Long Ride North: When it all goes wrong! 

We met Ailsa last month who, with the help of three friends, is planning a 650km trek through northern Sweden to the Arctic Circle with a set of barefoot, rescued and rehomed horses. Here she explains why not all is going to plan...  

It happens in every amateur production: a point where you question if the show will actually ever make it to opening night.


I'm hoping that if the dress rehearsal is awful, it'll be alright on the night when it comes to our ride!  

Having had a week in bed and two weeks recovering from the mother of all influenzas, I wasn't best pleased to hear news from two of my co-riders back in the UK who'd found a few problems with their horses. 

They've dropped a bit of weight over the winter and it seems they'd been playing in the now bog-like field and strained their backs. They'd also developed abscesses in their feet.  

Every horse owner knows Murphy's Law, which states if something can go wrong, it will. In this case, if a horse is generally doing well, give him even a sniff of a competition or something that can’t be postponed and some kind of bad luck will befall your precious, yet usually robust, mount. 

So the plan to step up work has been postponed for now. 

Pure feeds are sponsoring us on our ride and a phone call to them with an explanation of the problems resulted in both immediate advice and some feed arriving 48 hrs later.

Louise, the nutritionist behind Pure Feeds, has recommended fibre balance for our two ponies as it provides fibre and a more concentrated ration of premium balancer.

It'll give the horses all the vitamins and minerals they need plus fibre to promote gut health.

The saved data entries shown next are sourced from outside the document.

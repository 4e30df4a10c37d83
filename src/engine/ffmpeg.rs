//! libavfilter-backed engine, built with the `ffmpeg` feature.
//!
//! Graphs are `buffer -> chromakey|colorkey -> buffersink`. Stage frames are
//! copied row by row into libav frames because libav picks its own strides.

use ffmpeg_next as ff;
use ff::format::Pixel;
use ff::{filter, frame};
use tracing::info;

use crate::engine::api::{
    EnginePixelFormat, FilterEngine, FilterGraph, NodeId, Received, SourceConfig, StageFrame,
};
use crate::keying::error::{KeyError, Result};
use crate::keying::types::KeyParameters;

/// libavfilter engine.
///
/// Construct it once per process with [`FfmpegEngine::initialise`] before
/// any keying context is created.
#[derive(Debug)]
pub struct FfmpegEngine {
    _initialised: (),
}

impl FfmpegEngine {
    /// Initialise libav* for the process and return the engine.
    pub fn initialise() -> Result<Self> {
        ff::init().map_err(|e| KeyError::Allocation(format!("libav initialisation failed: {e}")))?;
        info!("libavfilter engine initialised");
        Ok(Self { _initialised: () })
    }
}

impl FilterEngine for FfmpegEngine {
    fn name(&self) -> &'static str {
        "ffmpeg"
    }

    fn allocate_graph(&self) -> Result<Box<dyn FilterGraph>> {
        Ok(Box::new(FfmpegGraph {
            graph: filter::Graph::new(),
            names: Vec::new(),
            source: None,
            layout: Vec::new(),
        }))
    }
}

fn pixel(format: EnginePixelFormat) -> Pixel {
    match format {
        EnginePixelFormat::Yuv420p => Pixel::YUV420P,
        EnginePixelFormat::Nv12 => Pixel::NV12,
        EnginePixelFormat::Yuyv422 => Pixel::YUYV422,
        EnginePixelFormat::Yvyu422 => Pixel::YVYU422,
        EnginePixelFormat::Uyvy422 => Pixel::UYVY422,
        EnginePixelFormat::Yuv444p => Pixel::YUV444P,
        EnginePixelFormat::Rgba => Pixel::RGBA,
        EnginePixelFormat::Bgra => Pixel::BGRA,
        EnginePixelFormat::Gray8 => Pixel::GRAY8,
    }
}

fn engine_format(pixel: Pixel) -> Option<EnginePixelFormat> {
    Some(match pixel {
        Pixel::YUV420P => EnginePixelFormat::Yuv420p,
        Pixel::NV12 => EnginePixelFormat::Nv12,
        Pixel::YUYV422 => EnginePixelFormat::Yuyv422,
        Pixel::YVYU422 => EnginePixelFormat::Yvyu422,
        Pixel::UYVY422 => EnginePixelFormat::Uyvy422,
        Pixel::YUV444P => EnginePixelFormat::Yuv444p,
        Pixel::RGBA => EnginePixelFormat::Rgba,
        Pixel::BGRA => EnginePixelFormat::Bgra,
        Pixel::GRAY8 => EnginePixelFormat::Gray8,
        _ => return None,
    })
}

/// Copy `rows` rows of `row_bytes` between buffers with different strides.
fn copy_rows(dst: &mut [u8], dst_stride: usize, src: &[u8], src_stride: usize, rows: usize, row_bytes: usize) {
    for row in 0..rows {
        let d = row * dst_stride;
        let s = row * src_stride;
        dst[d..d + row_bytes].copy_from_slice(&src[s..s + row_bytes]);
    }
}

struct FfmpegGraph {
    graph: filter::Graph,
    /// Filter instance names, indexed by `NodeId`.
    names: Vec<String>,
    source: Option<SourceConfig>,
    /// `(stride, rows)` of the last submitted stage frame; outputs are
    /// written back in the same layout.
    layout: Vec<(usize, usize)>,
}

// SAFETY: the graph and its filter contexts are only touched through
// `&mut self`, and libavfilter graphs carry no thread affinity.
unsafe impl Send for FfmpegGraph {}

impl FfmpegGraph {
    fn add(&mut self, filter_name: &str, instance: &str, args: &str) -> Result<NodeId> {
        let filter = filter::find(filter_name).ok_or_else(|| {
            KeyError::GraphBuild(format!("libavfilter has no `{filter_name}` filter"))
        })?;
        self.graph
            .add(&filter, instance, args)
            .map_err(|e| KeyError::GraphBuild(format!("create {instance}: {e}")))?;
        self.names.push(instance.to_string());
        Ok(NodeId(self.names.len() - 1))
    }

    fn context(&mut self, id: NodeId) -> Result<filter::Context<'_>> {
        let name = self
            .names
            .get(id.0)
            .ok_or_else(|| KeyError::GraphBuild(format!("no node {}", id.0)))?;
        self.graph
            .get(name)
            .ok_or_else(|| KeyError::GraphBuild(format!("node {name} vanished")))
    }

    fn context_ptr(&mut self, id: NodeId) -> Result<*mut ff::ffi::AVFilterContext> {
        let mut ctx = self.context(id)?;
        // SAFETY: the pointer is owned by `self.graph` and only used while
        // the graph is alive.
        Ok(unsafe { ctx.as_mut_ptr() })
    }
}

impl FilterGraph for FfmpegGraph {
    fn add_source(&mut self, config: &SourceConfig) -> Result<NodeId> {
        let code = ff::ffi::AVPixelFormat::from(pixel(config.format)) as i32;
        let id = self.add("buffer", "in", &config.filter_args(code))?;
        self.source = Some(*config);
        Ok(id)
    }

    fn add_key_filter(&mut self, params: &KeyParameters) -> Result<NodeId> {
        let name = params.key_type.filter_name();
        self.add(name, name, &params.filter_args())
    }

    fn add_sink(&mut self, format: EnginePixelFormat) -> Result<NodeId> {
        let id = self.add("buffersink", "out", "")?;
        self.context(id)?.set_pixel_format(pixel(format));
        Ok(id)
    }

    fn link(&mut self, from: NodeId, to: NodeId) -> Result<()> {
        let src = self.context_ptr(from)?;
        let dst = self.context_ptr(to)?;
        // SAFETY: both contexts belong to `self.graph`.
        let code = unsafe { ff::ffi::avfilter_link(src, 0, dst, 0) };
        if code < 0 {
            return Err(KeyError::GraphBuild(format!(
                "link {} -> {}: {}",
                from.0,
                to.0,
                ff::Error::from(code)
            )));
        }
        Ok(())
    }

    fn configure(&mut self) -> Result<()> {
        self.graph
            .validate()
            .map_err(|e| KeyError::GraphBuild(format!("graph validation: {e}")))
    }

    fn submit(&mut self, source: NodeId, frame: &StageFrame) -> Result<()> {
        let config = self
            .source
            .ok_or_else(|| KeyError::Submission("graph has no source".to_string()))?;
        if frame.format != config.format || frame.width != config.width || frame.height != config.height {
            return Err(KeyError::Submission("frame does not match source".to_string()));
        }
        if !frame.has_valid_layout() {
            return Err(KeyError::Submission("frame planes do not cover its geometry".to_string()));
        }

        // libavfilter may keep references to submitted buffers, so every
        // submission gets its own frame.
        let mut input = frame::Video::new(pixel(frame.format), frame.width, frame.height);
        for (index, plane) in frame.planes.iter().enumerate().take(frame.format.plane_count()) {
            let rows = frame.format.plane_rows(index, frame.height);
            let row_bytes = frame.format.min_row_bytes(index, frame.width);
            let stride = input.stride(index);
            copy_rows(input.data_mut(index), stride, &plane.data, plane.stride, rows, row_bytes);
        }
        input.set_pts(Some(frame.pts));
        self.layout.clear();
        self.layout.extend(frame.planes.iter().enumerate().map(|(i, p)| {
            (p.stride, frame.format.plane_rows(i, frame.height))
        }));

        let mut ctx = self.context(source).map_err(|e| KeyError::Submission(e.to_string()))?;
        ctx.source()
            .add(&input)
            .map_err(|e| KeyError::Submission(format!("buffer source rejected frame: {e}")))
    }

    fn receive(&mut self, sink: NodeId, frame: &mut StageFrame) -> Result<Received> {
        let mut output = frame::Video::empty();
        {
            let mut ctx = self.context(sink).map_err(|e| KeyError::Extraction(e.to_string()))?;
            match ctx.sink().frame(&mut output) {
                Ok(()) => {}
                Err(ff::Error::Other { errno }) if errno == ff::util::error::EAGAIN => {
                    return Ok(Received::Pending)
                }
                Err(ff::Error::Eof) => return Ok(Received::Pending),
                Err(e) => return Err(KeyError::Extraction(format!("buffer sink: {e}"))),
            }
        }

        let format = engine_format(output.format()).ok_or_else(|| {
            KeyError::Extraction(format!("unexpected output format {:?}", output.format()))
        })?;
        if format != frame.format || output.width() != frame.width || output.height() != frame.height {
            return Err(KeyError::Extraction("output does not match the submitted frame".to_string()));
        }
        frame.reshape(&self.layout);
        for (index, plane) in frame.planes.iter_mut().enumerate().take(format.plane_count()) {
            let rows = format.plane_rows(index, frame.height);
            let row_bytes = format.min_row_bytes(index, frame.width);
            copy_rows(&mut plane.data, plane.stride, output.data(index), output.stride(index), rows, row_bytes);
        }
        frame.pts = output.pts().unwrap_or_default();
        Ok(Received::Frame)
    }
}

Because it's served in smaller quantities, one bag lasts a long time, which is great as storage space is at a premium. This is partly because the feed shed is filled with tents, saddle packs and other paraphernalia for our long 651km ride to the arctic circle in northern Sweden!

Upping the Ante

In terms of increasing the horses' workload, we're deliberately moving the horses into a lungeing pen for some time during the day, where we know they'll keep moving a little more than they do in the field (a sort-of horse walker without the expense)!

They have a reasonable baseline fitness from living out on sloping ground.

Sara is both one of our riders and a therapist in our area so she's treating backs and muscles, while Emma of Hoofmanship (another of our riders) is working on feet and fitness.


We're lucky to have a little team of willing and kind local riders to help us in our endeavours. The horses will be lunged twice a week, walked in-hand up and down hills at a march and ridden twice a week.

As they progress, we'll then start to ride them every day. 

As part of boosting their fitness, I'll arrange obstacles in the way. This includes railway-sleeper-sized logs that they have to walk over from the yard and back out to their hilly field. This encourages them to take larger steps than usual, engaging their core. 

Because the sleepers are large and can’t be easily kicked out of the way, our horses will look down as they move, creating a natural round through their backs and a long and low outline. 

I've used this with a number of other techniques in my bodywork with horses to help busy owners develop correct muscles for their horses.